Outcome of service assessment

After consideration the assessment panel has concluded the Fitness 2 Drive service is on track to meet the Digital Service Standard at this early stage of development.

However, the panel notes that the service brought in for alpha assessment is limited in scope and there are some areas which the team will need to focus on in private beta development and which will need to be addressed before the service comes back for a beta assessment: At present the service only covers two relevant medical conditions; it does not allow users to be notified digitally of a revoked licence; and the service does not appear to have been considered as part of DVLA’s wider family of similar driving licence services which share a basic user need of "I need a driving license in order to drive a vehicle legally" (e.g. first time applications and renewing or updating a licence).

Reasons

The Fitness 2 Drive service provides a digital way for users to tell DVLA about a medical condition which could affect their ability to drive safely; or renew an existing medical licence they hold due to having a medical condition. For alpha the digital service is only available to users with diabetes or glaucoma.

The service takes users through a series of questions designed to help DVLA understand the nature of the user’s medical condition and its potential impact upon their ability to drive safely. Once a user submits their answers, DVLA send a decision letter back to the user via post informing them of the outcome. This process can take up to 9 months.
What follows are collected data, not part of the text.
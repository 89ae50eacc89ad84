use std::io::{BufRead, Write};
use std::path::{Path, PathBuf};

use base64::Engine as _;
use base64::engine::general_purpose::STANDARD as BASE64;
use clap::{Parser, Subcommand};
use owo_colors::OwoColorize;
use tracing::warn;

use pagelens_bedrock::BedrockClient;
use pagelens_core::config::{ModelConfig, SearchConfig};
use pagelens_core::geometry::Margins;
use pagelens_core::index::{IndexDocument, SearchIndex};
use pagelens_core::model::ModelBackend;
use pagelens_core::snapshot;
use pagelens_extract::ExtractOptions;
use pagelens_index::OpenSearchIndex;
use pagelens_pdf_mupdf::MupdfBackend;
use pagelens_query::ChatSession;

/// PageLens - extract, index, and query figures from PDF documents
#[derive(Parser, Debug)]
#[command(version, about, long_about = None)]
struct Cli {
    #[command(subcommand)]
    command: Command,
}

#[derive(Subcommand, Debug)]
enum Command {
    /// Extract page renderings and embedded figures from a PDF
    Extract {
        /// Path to the PDF to process
        pdf_path: PathBuf,

        /// Directory for extracted images and the metadata snapshot
        savedir: PathBuf,

        /// Rendering resolution in dots per inch
        #[arg(long, default_value_t = 150.0)]
        dpi: f32,

        /// Minimum embedded-image width in pixels
        #[arg(long)]
        min_width: Option<u32>,

        /// Minimum embedded-image height in pixels
        #[arg(long)]
        min_height: Option<u32>,

        /// Crop expansion to the left, in PDF points
        #[arg(long, default_value_t = 20.0)]
        margin_left: f32,

        /// Crop expansion to the right, in PDF points
        #[arg(long, default_value_t = 20.0)]
        margin_right: f32,

        /// Crop expansion downward, in PDF points
        #[arg(long, default_value_t = 50.0)]
        margin_bottom: f32,

        /// Record geometry only; skip all model calls
        #[arg(long)]
        geometry_only: bool,
    },

    /// Embed and upload an extraction snapshot to the search index
    Index {
        /// Directory holding the images and metadata snapshot of a prior extract run
        savedir: PathBuf,
    },

    /// Answer a single question against the indexed document
    Ask {
        /// The question to answer
        query: String,

        /// Number of context images to retrieve
        #[arg(long, default_value_t = 5)]
        doc_count: usize,
    },

    /// Interactive multi-turn question session
    Chat {
        /// Number of context images to retrieve
        #[arg(long, default_value_t = 5)]
        doc_count: usize,
    },
}

fn init_logging() -> Option<tracing_appender::non_blocking::WorkerGuard> {
    use tracing_subscriber::layer::SubscriberExt;
    use tracing_subscriber::util::SubscriberInitExt;
    use tracing_subscriber::{EnvFilter, fmt};

    let filter = EnvFilter::try_from_default_env().unwrap_or_else(|_| EnvFilter::new("info"));
    let stderr_layer = fmt::layer().with_writer(std::io::stderr);

    // File logging is opt-in via PAGELENS_LOG_DIR; the guard must outlive
    // main so buffered lines get flushed.
    match std::env::var("PAGELENS_LOG_DIR") {
        Ok(dir) => {
            let appender = tracing_appender::rolling::daily(dir, "pagelens.log");
            let (writer, guard) = tracing_appender::non_blocking(appender);
            tracing_subscriber::registry()
                .with(filter)
                .with(stderr_layer)
                .with(fmt::layer().with_writer(writer).with_ansi(false))
                .init();
            Some(guard)
        }
        Err(_) => {
            tracing_subscriber::registry()
                .with(filter)
                .with(stderr_layer)
                .init();
            None
        }
    }
}

#[tokio::main]
async fn main() -> anyhow::Result<()> {
    dotenvy::dotenv().ok();
    let _log_guard = init_logging();
    let cli = Cli::parse();

    match cli.command {
        Command::Extract {
            pdf_path,
            savedir,
            dpi,
            min_width,
            min_height,
            margin_left,
            margin_right,
            margin_bottom,
            geometry_only,
        } => {
            let defaults = if geometry_only {
                ExtractOptions::geometry_mode()
            } else {
                ExtractOptions::default()
            };
            let options = ExtractOptions {
                min_width: min_width.unwrap_or(defaults.min_width),
                min_height: min_height.unwrap_or(defaults.min_height),
                margins: Margins {
                    left: margin_left,
                    right: margin_right,
                    bottom: margin_bottom,
                },
                dpi,
            };
            extract(&pdf_path, &savedir, options, geometry_only).await
        }
        Command::Index { savedir } => index(&savedir).await,
        Command::Ask { query, doc_count } => ask(&query, doc_count).await,
        Command::Chat { doc_count } => chat(doc_count).await,
    }
}

async fn extract(
    pdf_path: &Path,
    savedir: &Path,
    options: ExtractOptions,
    geometry_only: bool,
) -> anyhow::Result<()> {
    if !pdf_path.exists() {
        anyhow::bail!("File not found: {}", pdf_path.display());
    }
    let pdf = MupdfBackend;

    let metadata_path = if geometry_only {
        pagelens_extract::extract_document_geometry(&pdf, pdf_path, savedir, &options)?
    } else {
        let model_config = ModelConfig::from_env()?;
        let model_id = model_config.model_id.clone();
        let model = BedrockClient::new(model_config);
        pagelens_extract::extract_document(&pdf, &model, &model_id, pdf_path, savedir, &options)
            .await?
    };

    let records = snapshot::read_snapshot(&metadata_path)?;
    println!(
        "{} {} records written to {}",
        "Extracted:".bold().green(),
        records.len(),
        metadata_path.display()
    );
    Ok(())
}

async fn index(savedir: &Path) -> anyhow::Result<()> {
    let metadata_path = savedir.join("metadata.json");
    if !metadata_path.exists() {
        anyhow::bail!(
            "No metadata snapshot at {}. Run extract first.",
            metadata_path.display()
        );
    }

    let model = BedrockClient::new(ModelConfig::from_env()?);
    let search = OpenSearchIndex::new(SearchConfig::from_env()?);
    let records = snapshot::read_snapshot(&metadata_path)?;

    let mut uploaded = 0usize;
    for record in records.values() {
        let Some(record_type) = record.record_type else {
            warn!(file = %record.file_name, "record has no type, skipping");
            continue;
        };

        // Pipeline snapshots key records by full image path; geometry
        // snapshots by bare file name.
        let image_path = if Path::new(&record.file_name).exists() {
            PathBuf::from(&record.file_name)
        } else {
            savedir.join(&record.file_name)
        };
        let image_bytes = std::fs::read(&image_path)?;

        let content_vector = model.embed(&record.image_text).await?;
        let file_name = image_path
            .file_name()
            .map(|n| n.to_string_lossy().into_owned())
            .unwrap_or_else(|| record.file_name.clone());

        search
            .upsert(IndexDocument {
                page_number: record.page,
                image_file_name: file_name,
                text: record.image_text.clone(),
                image_type: record_type,
                image_base64: BASE64.encode(&image_bytes),
                content_vector,
            })
            .await?;
        uploaded += 1;
    }

    println!(
        "{} {} of {} records uploaded",
        "Indexed:".bold().green(),
        uploaded,
        records.len()
    );
    Ok(())
}

async fn ask(query: &str, doc_count: usize) -> anyhow::Result<()> {
    let model_config = ModelConfig::from_env()?;
    let model_id = model_config.model_id.clone();
    let model = BedrockClient::new(model_config);
    let search = OpenSearchIndex::new(SearchConfig::from_env()?);

    let mut session = ChatSession::new(&model, &search, model_id, doc_count);
    let mut sink = |fragment: &str| {
        print!("{fragment}");
        let _ = std::io::stdout().flush();
    };
    session.ask(query, &mut sink).await?;
    println!();
    Ok(())
}

async fn chat(doc_count: usize) -> anyhow::Result<()> {
    let model_config = ModelConfig::from_env()?;
    let model_id = model_config.model_id.clone();
    let model = BedrockClient::new(model_config);
    let search = OpenSearchIndex::new(SearchConfig::from_env()?);

    let mut session = ChatSession::new(&model, &search, model_id, doc_count);
    let stdin = std::io::stdin();

    println!("Ask about the indexed document. Empty line or Ctrl-D exits.");
    loop {
        print!("{} ", ">".bold().cyan());
        std::io::stdout().flush()?;

        let mut line = String::new();
        if stdin.lock().read_line(&mut line)? == 0 {
            break;
        }
        let question = line.trim();
        if question.is_empty() {
            break;
        }

        let mut sink = |fragment: &str| {
            print!("{fragment}");
            let _ = std::io::stdout().flush();
        };
        // A failed turn is reported and the session keeps going.
        match session.ask(question, &mut sink).await {
            Ok(_) => println!("\n"),
            Err(e) => eprintln!("\n{} {e}", "error:".bold().red()),
        }
    }
    Ok(())
}
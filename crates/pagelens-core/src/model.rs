//! Multimodal model backend trait.

use std::future::Future;
use std::pin::Pin;

use thiserror::Error;

pub type BoxFuture<'a, T> = Pin<Box<dyn Future<Output = T> + Send + 'a>>;

#[derive(Error, Debug)]
pub enum ModelError {
    #[error("model transport error: {0}")]
    Transport(String),
    #[error("model endpoint returned HTTP {code}: {body}")]
    Status { code: u16, body: String },
    #[error("malformed model response: {0}")]
    Malformed(String),
}

/// One entry of an ordered multimodal prompt.
#[derive(Debug, Clone)]
pub enum ContentBlock {
    Text(String),
    /// Base64-encoded image payload.
    Image { media_type: String, data: String },
}

/// An ordered multimodal request, built block by block in prompt order.
#[derive(Debug, Clone)]
pub struct ModelRequest {
    pub blocks: Vec<ContentBlock>,
    pub max_tokens: u32,
    pub temperature: Option<f32>,
}

impl ModelRequest {
    pub fn new(max_tokens: u32) -> Self {
        Self {
            blocks: Vec::new(),
            max_tokens,
            temperature: None,
        }
    }

    pub fn with_temperature(mut self, temperature: f32) -> Self {
        self.temperature = Some(temperature);
        self
    }

    pub fn push_text(&mut self, text: impl Into<String>) {
        self.blocks.push(ContentBlock::Text(text.into()));
    }

    pub fn push_image(&mut self, media_type: impl Into<String>, data_base64: impl Into<String>) {
        self.blocks.push(ContentBlock::Image {
            media_type: media_type.into(),
            data: data_base64.into(),
        });
    }
}

/// A generative-model endpoint capable of text, vision, and embedding calls.
///
/// Transport errors propagate uncaught; nothing in this pipeline retries a
/// model call. Timeouts are the transport's concern.
pub trait ModelBackend: Send + Sync {
    /// Synchronous (non-streaming) invocation; resolves to the extracted
    /// response text.
    fn invoke<'a>(
        &'a self,
        model_id: &'a str,
        request: ModelRequest,
    ) -> BoxFuture<'a, Result<String, ModelError>>;

    /// Streaming invocation. Each text fragment is handed to `sink` as it
    /// arrives and appended to an accumulator; the accumulated text is
    /// returned once the stream terminates. A mid-stream transport error
    /// aborts the call; fragments already delivered to the sink stay
    /// delivered.
    fn invoke_streaming<'a>(
        &'a self,
        model_id: &'a str,
        request: ModelRequest,
        sink: &'a mut (dyn FnMut(&str) + Send),
    ) -> BoxFuture<'a, Result<String, ModelError>>;

    /// Embed `text` into a fixed-length vector. Empty or whitespace-only
    /// input yields `None` without touching the network.
    fn embed<'a>(&'a self, text: &'a str) -> BoxFuture<'a, Result<Option<Vec<f32>>, ModelError>>;
}
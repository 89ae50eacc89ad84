//! Delimiter-tag parsing for structured model output.
//!
//! The model contracts in this pipeline are string-level: a boolean verdict
//! inside `<sameimage>`, an intent label inside `<querytype>`, and cited
//! page numbers inside `<refpage>`. The tags are a fragile but fixed wire
//! format, so each parser documents its fallback behavior and is tested
//! against canned response strings.

use std::collections::BTreeSet;

use once_cell::sync::Lazy;
use regex::Regex;
use thiserror::Error;

#[derive(Error, Debug)]
pub enum TagError {
    #[error("invalid page number token in <refpage>: {0:?}")]
    InvalidPageNumber(String),
}

/// Parsed redundancy-classifier reply.
#[derive(Debug, Clone, PartialEq, Eq)]
pub struct SameImageVerdict {
    pub is_same: bool,
    pub caption: String,
}

/// Parse a redundancy-classifier reply.
///
/// The verdict is the case-insensitive comparison of the `<sameimage>` tag
/// body against `"true"`; the caption is everything before the opening tag,
/// trimmed. A reply without the tag pair fails open: the whole trimmed reply
/// becomes the caption and the verdict is `false`, so ambiguous output keeps
/// the image rather than discarding it.
pub fn parse_same_image(response: &str) -> SameImageVerdict {
    const OPEN: &str = "<sameimage>";
    const CLOSE: &str = "</sameimage>";

    match (response.find(OPEN), response.find(CLOSE)) {
        (Some(start), Some(end)) if start + OPEN.len() <= end => {
            let value = response[start + OPEN.len()..end].trim();
            SameImageVerdict {
                is_same: value.eq_ignore_ascii_case("true"),
                caption: response[..start].trim().to_string(),
            }
        }
        _ => SameImageVerdict {
            is_same: false,
            caption: response.trim().to_string(),
        },
    }
}

/// Extract the trimmed body of the first `<querytype>` tag, if present.
///
/// No fallback here: a missing tag means the classification failed and the
/// caller must surface that as an error.
pub fn parse_query_type(response: &str) -> Option<String> {
    static QUERYTYPE: Lazy<Regex> =
        Lazy::new(|| Regex::new(r"(?s)<querytype>(.*?)</querytype>").unwrap());
    QUERYTYPE
        .captures(response)
        .map(|c| c[1].trim().to_string())
}

/// Collect the union of page numbers across every `<refpage>` block.
///
/// Each block body is split on commas and every token parsed as an integer;
/// a non-integer token is a validation error rather than a silent skip.
/// Empty tokens (trailing commas) are ignored.
pub fn parse_ref_pages(text: &str) -> Result<BTreeSet<u32>, TagError> {
    static REFPAGE: Lazy<Regex> =
        Lazy::new(|| Regex::new(r"(?s)<refpage>(.*?)</refpage>").unwrap());

    let mut pages = BTreeSet::new();
    for captures in REFPAGE.captures_iter(text) {
        for token in captures[1].split(',') {
            let token = token.trim();
            if token.is_empty() {
                continue;
            }
            let page: u32 = token
                .parse()
                .map_err(|_| TagError::InvalidPageNumber(token.to_string()))?;
            pages.insert(page);
        }
    }
    Ok(pages)
}
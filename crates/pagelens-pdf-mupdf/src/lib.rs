//! MuPDF-based implementation of [`PdfBackend`].
//!
//! This crate isolates the mupdf dependency (which is AGPL-3.0) so that
//! non-PDF code paths do not transitively depend on it.
//!
//! mupdf handles rasterization; embedded-image enumeration and placement
//! resolution go through lopdf, which exposes the page XObject dictionaries
//! and content streams directly. Placement is the bounding box of the unit
//! square under the CTM in effect at each image `Do` operator, converted to
//! the top-left-origin space the rasterizer uses.

mod placement;

use std::path::Path;

use mupdf::{Colorspace, Document, Matrix};

use pagelens_core::geometry::Rect;
use pagelens_core::pdf::{EmbeddedImage, PageRaster, PdfBackend, PdfError, PdfPages};

use placement::page_embedded_images;

/// Opens documents with mupdf for rendering and lopdf for object access.
#[derive(Debug, Default)]
pub struct MupdfBackend;

impl MupdfBackend {
    pub fn new() -> Self {
        Self
    }
}

impl PdfBackend for MupdfBackend {
    fn open(&self, path: &Path) -> Result<Box<dyn PdfPages>, PdfError> {
        let path_str = path
            .to_str()
            .ok_or_else(|| PdfError::Open("invalid path encoding".into()))?;

        let document = Document::open(path_str).map_err(|e| PdfError::Open(e.to_string()))?;

        let mut pages = Vec::new();
        for page_result in document
            .pages()
            .map_err(|e| PdfError::Open(e.to_string()))?
        {
            pages.push(page_result.map_err(|e| PdfError::Open(e.to_string()))?);
        }

        let objects = lopdf::Document::load(path).map_err(|e| PdfError::Open(e.to_string()))?;
        // lopdf page numbers are 1-based; keep the ids in document order so
        // they line up with the mupdf page vector.
        let page_ids: Vec<lopdf::ObjectId> = objects.get_pages().into_values().collect();

        Ok(Box::new(OpenedDocument {
            pages,
            objects,
            page_ids,
        }))
    }
}

struct OpenedDocument {
    pages: Vec<mupdf::Page>,
    objects: lopdf::Document,
    page_ids: Vec<lopdf::ObjectId>,
}

impl OpenedDocument {
    fn page(&self, page_index: usize) -> Result<&mupdf::Page, PdfError> {
        self.pages
            .get(page_index)
            .ok_or(PdfError::PageOutOfRange(page_index))
    }
}

impl PdfPages for OpenedDocument {
    fn page_count(&self) -> usize {
        self.pages.len()
    }

    fn page_bounds(&self, page_index: usize) -> Result<Rect, PdfError> {
        let bounds = self
            .page(page_index)?
            .bounds()
            .map_err(|e| PdfError::Render(e.to_string()))?;
        Ok(Rect::new(bounds.x0, bounds.y0, bounds.x1, bounds.y1))
    }

    fn render_page(&self, page_index: usize, dpi: f32) -> Result<PageRaster, PdfError> {
        let page = self.page(page_index)?;
        let scale = dpi / 72.0;
        let matrix = Matrix::new_scale(scale, scale);
        let pixmap = page
            .to_pixmap(&matrix, &Colorspace::device_rgb(), false, true)
            .map_err(|e| PdfError::Render(e.to_string()))?;

        Ok(PageRaster {
            width: pixmap.width() as u32,
            height: pixmap.height() as u32,
            pixels: pixmap.samples().to_vec(),
        })
    }

    fn embedded_images(&self, page_index: usize) -> Result<Vec<EmbeddedImage>, PdfError> {
        let page_id = *self
            .page_ids
            .get(page_index)
            .ok_or(PdfError::PageOutOfRange(page_index))?;
        let bounds = self.page_bounds(page_index)?;
        page_embedded_images(&self.objects, page_id, bounds.height())
    }
}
The panel noted the lack firm plans to build a way to notify users of revoked licences within the digital journey.

User needs and research
The team used a number of different sources of insight to identify user needs and develop a good understanding of the service’s users. The assessment panel was very impressed with the work the client insight team members did during discovery to explore user needs, which included carrying out 63 focus groups across 48 towns and cities as well as interviewing users and surveying people calling DVLA’s contact centre about the existing service.

The team were able to describe user needs at a granular level with a good understanding of the emotions the underlying drivers. However, as the team moves into beta, it would be good to see them revisit the insight from the focus groups to develop a high level user need for the service.

The service has worked hard to find and meet with potential users of the service who might struggle to use the service independently - including those with the lowest levels of digital skills, confidence or access. The team estimates that 42% of their users will need assisted digital support of some kind (around 250,000 support transactions per year), and that a significant amount of that support will need to be face-to-face. The team had learned that the support for this service needs to be sensitive to its potentially emotional nature (users may have their driving license revoked) and needs to appoint someone to lead the assisted digital work.

The service team had done well to look beyond just those users making direct contact with their department, working with charities to reach users who would go to them for support. More than 100 users who’d need support were included in the team’s focus groups, and 19 were met with face to face. The team believes the range of users met to be representative of the service’s broad user base. The service team talked with them specifically about their support needs, as well as testing the on-screen elements of the service.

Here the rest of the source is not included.